Nov 28, 2000
Unbreakable
Most writers set up a series of reveals that build steadily. M. Night Shyamalan sets up his structure to play one monster reveal. This reveal isn't just the biggest reveal in the story so far. It is information that is so powerful it changes everything that has come before. It is like an earthquake underneath the world the audience shares with the hero.
Most writers do not use this technique because you have to come up with a second alternative for how the events of the world work and what they mean. You have to be able to come up with a detailed reality with the same apparent events as the first alternative, but whose cause-and-effect connection is totally different.
Most writers have tremendous difficulty coming up with one cause-and-effect line. But in Sixth Sense Shyamalan showed that if you can come up with two, you can blow the audience away.
Nov 21, 2000
You Can Count on Me
Kenneth Lonergan's film shows us the difference between drama and melodrama. Because we see true drama so rarely it is a surprise when it comes along. What is called drama in Hollywood is almost always melodrama. Melodrama is about going big: the shocking reveal, resorting to the gun, the character who goes mad. It's exciting, it's surprising, but it's almost never honest. It is fake drama, and for that reason, the emotion doesn't hit home with the audience.
This film is real drama. Sammy, a woman with an eight-year-old boy and a job at the bank, endures a visit from a fun but unreliable brother. They don't shoot each other, no one goes mad, no one molests the little kid. But there is real conflict and honest emotion. The brother eventually leaves and the sister and her son stay behind in the town. But they are all deeply changed by their time together.
Notice how the writer sets up both brother and sister as likable people with serious flaws. He's a Tom Sawyer, a mischevous fun-lover who's also unreliable. She is a decent stable woman who locks herself into her way of life and falls into relationships with men because she feels sorry for them. No one is evil in this film. Not even the loser father.
The quality of the drama makes the film's one false note stand out even more clearly. Sammy's affair wiyth her boss isn't set up properly to be believable. So it becomes obvious that the writer is using the event to force the plot to go where he wants it to go.
One other lesson: notice how Lonergan often starts scenes late or ends them early. This not only gives the story economy it makes it feel more real.
Nov 4, 2000
The House of Mirth
Edith Wharton is a storyteller who shows characters trapped within a system. This is advanced storytelling and the most challenging kind of fiction writing you can do. Wharton is a master at showing that the real currency in a close, hierarchical society is status, not money.

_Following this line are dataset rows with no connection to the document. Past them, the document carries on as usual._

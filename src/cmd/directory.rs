use crate::api::{AllocationApi, LocalApi, Page, PageQuery};
use crate::data::{AppSettings, DirectoryData, Employee, Manager, Project};
use anyhow::Result;

fn query(search: Option<&str>, page: usize, settings: &AppSettings) -> PageQuery {
    // Pages are 1-based on the command line
    PageQuery::new(page.saturating_sub(1), settings.page_size()).with_search(search.unwrap_or(""))
}

pub fn run_employees(search: Option<&str>, page: usize) -> Result<()> {
    let api = LocalApi::open(&crate::data::persistence::get_data_dir()?)?;
    let settings = AppSettings::load()?;
    let result = api.employees(&query(search, page, &settings))?;
    write_employees(&result, api.directory(), &mut std::io::stdout())
}

pub fn run_projects(search: Option<&str>, page: usize) -> Result<()> {
    let api = LocalApi::open(&crate::data::persistence::get_data_dir()?)?;
    let settings = AppSettings::load()?;
    let result = api.projects(&query(search, page, &settings))?;
    write_projects(&result, &mut std::io::stdout())
}

pub fn run_managers(search: Option<&str>, page: usize) -> Result<()> {
    let api = LocalApi::open(&crate::data::persistence::get_data_dir()?)?;
    let settings = AppSettings::load()?;
    let result = api.managers(&query(search, page, &settings))?;
    write_managers(&result, &mut std::io::stdout())
}

pub(crate) fn write_page_footer<W: std::io::Write, T>(
    page: &Page<T>,
    noun: &str,
    out: &mut W,
) -> Result<()> {
    writeln!(out, "---")?;
    writeln!(
        out,
        "Page {} of {}  ({} {}(s))",
        page.page + 1,
        page.total_pages(),
        page.total,
        noun
    )?;
    if page.has_next() {
        writeln!(out, "More results: --page {}", page.page + 2)?;
    }
    Ok(())
}

pub(crate) fn write_employees<W: std::io::Write>(
    page: &Page<Employee>,
    directory: &DirectoryData,
    out: &mut W,
) -> Result<()> {
    writeln!(out, "Employees")?;
    writeln!(out, "---")?;
    writeln!(out, "  {:<5} {:<24} {:<32} {}", "ID", "Name", "Email", "Manager")?;
    for e in &page.items {
        let manager = e
            .manager_id
            .and_then(|id| directory.manager(id))
            .map(|m| m.name.as_str())
            .unwrap_or("");
        writeln!(out, "  {:<5} {:<24} {:<32} {}", e.id, e.name, e.email, manager)?;
    }
    write_page_footer(page, "employee", out)
}

pub(crate) fn write_projects<W: std::io::Write>(page: &Page<Project>, out: &mut W) -> Result<()> {
    writeln!(out, "Projects")?;
    writeln!(out, "---")?;
    writeln!(out, "  {:<5} {:<24} {}", "ID", "Name", "Client")?;
    for p in &page.items {
        writeln!(
            out,
            "  {:<5} {:<24} {}",
            p.id,
            p.name,
            p.client.as_deref().unwrap_or("")
        )?;
    }
    write_page_footer(page, "project", out)
}

pub(crate) fn write_managers<W: std::io::Write>(page: &Page<Manager>, out: &mut W) -> Result<()> {
    writeln!(out, "Managers")?;
    writeln!(out, "---")?;
    writeln!(out, "  {:<5} {}", "ID", "Name")?;
    for m in &page.items {
        writeln!(out, "  {:<5} {}", m.id, m.name)?;
    }
    write_page_footer(page, "manager", out)
}
use std::sync::Once;

static TRACING_INIT: Once = Once::new();

/// Directive applied on top of `RUST_LOG`.
pub(crate) fn default_directive(verbose: bool) -> &'static str {
    if verbose { "atlas=debug" } else { "atlas=warn" }
}

/// Installs the global subscriber. Output goes to stderr so it never mixes
/// with command output or the terminal UI's alternate screen.
pub fn init_tracing(verbose: bool) {
    TRACING_INIT.call_once(|| {
        use tracing_subscriber::{EnvFilter, fmt};

        let mut filter = EnvFilter::from_default_env();
        if let Ok(directive) = default_directive(verbose).parse() {
            filter = filter.add_directive(directive);
        }

        let _ = fmt()
            .with_env_filter(filter)
            .with_writer(std::io::stderr)
            .with_target(false)
            .try_init();
    });
}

But in The House of Mirth, Wharton makes the deadly mistake found in much of advanced fiction: creating a passive character. Lily Bart simply reacts to the attacks of others around her. Wharton compounds the mistake by making her hero foolish. That means that the plot is stripped of almost all turns. The hero is beaten on for the entire story and then falls. But we've known the final destructionwas coming for a long time. About the only element of story interest here is the fact that Lily's ultimate downfall is caused by her own misplaced sense of right.

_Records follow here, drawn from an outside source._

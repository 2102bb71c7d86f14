use crate::calc::MonthKey;
use dialoguer::theme::ColorfulTheme;

/// A synchronous yes/no gate in front of a destructive change.
pub trait Confirm {
    fn confirm(&mut self, prompt: &str) -> bool;
}

/// Any `FnMut(&str) -> bool` can answer a prompt.
impl<F: FnMut(&str) -> bool> Confirm for F {
    fn confirm(&mut self, prompt: &str) -> bool {
        self(prompt)
    }
}

/// Answers yes without asking (`--yes`).
pub struct AssumeYes;

impl Confirm for AssumeYes {
    fn confirm(&mut self, _prompt: &str) -> bool {
        true
    }
}

/// Asks on the terminal. A failed prompt (no tty, Ctrl-C) counts as "no".
pub struct PromptConfirm {
    theme: ColorfulTheme,
}

impl PromptConfirm {
    pub fn new() -> Self {
        PromptConfirm {
            theme: ColorfulTheme::default(),
        }
    }
}

impl Default for PromptConfirm {
    fn default() -> Self {
        Self::new()
    }
}

impl Confirm for PromptConfirm {
    fn confirm(&mut self, prompt: &str) -> bool {
        dialoguer::Confirm::with_theme(&self.theme)
            .with_prompt(prompt)
            .default(false)
            .interact()
            .unwrap_or(false)
    }
}

pub fn destructive_change_prompt(labels: &[String]) -> String {
    format!(
        "Percentages entered for {} will be discarded. Continue?",
        labels.join(", ")
    )
}

/// Asks before discarding the values held by `removed`. Nothing to lose means yes.
pub fn confirm_destructive_change(removed: &[MonthKey], confirm: &mut dyn Confirm) -> bool {
    if removed.is_empty() {
        return true;
    }
    let labels: Vec<String> = removed.iter().map(MonthKey::label).collect();
    let accepted = confirm.confirm(&destructive_change_prompt(&labels));
    tracing::debug!(months = %labels.join(", "), accepted, "destructive change confirmation");
    accepted
}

Terence Davies' adaptation makes the weaknesses of Wharton's story worse. This film defines slow. Wharton doesn't have to be this dull, as The Age of Innocence proved. Here everything is pounded into the ground.
Some important lessons: if you write about characters within a system, make your hero active, even if he or she fails to defeat the larger system. Keep the scenes tight. And remember, this is film, which uses the cut, and that means that the juxtaposition of scenes is more important than what is in any individual scene. The placement of one scene before or after another should create new information.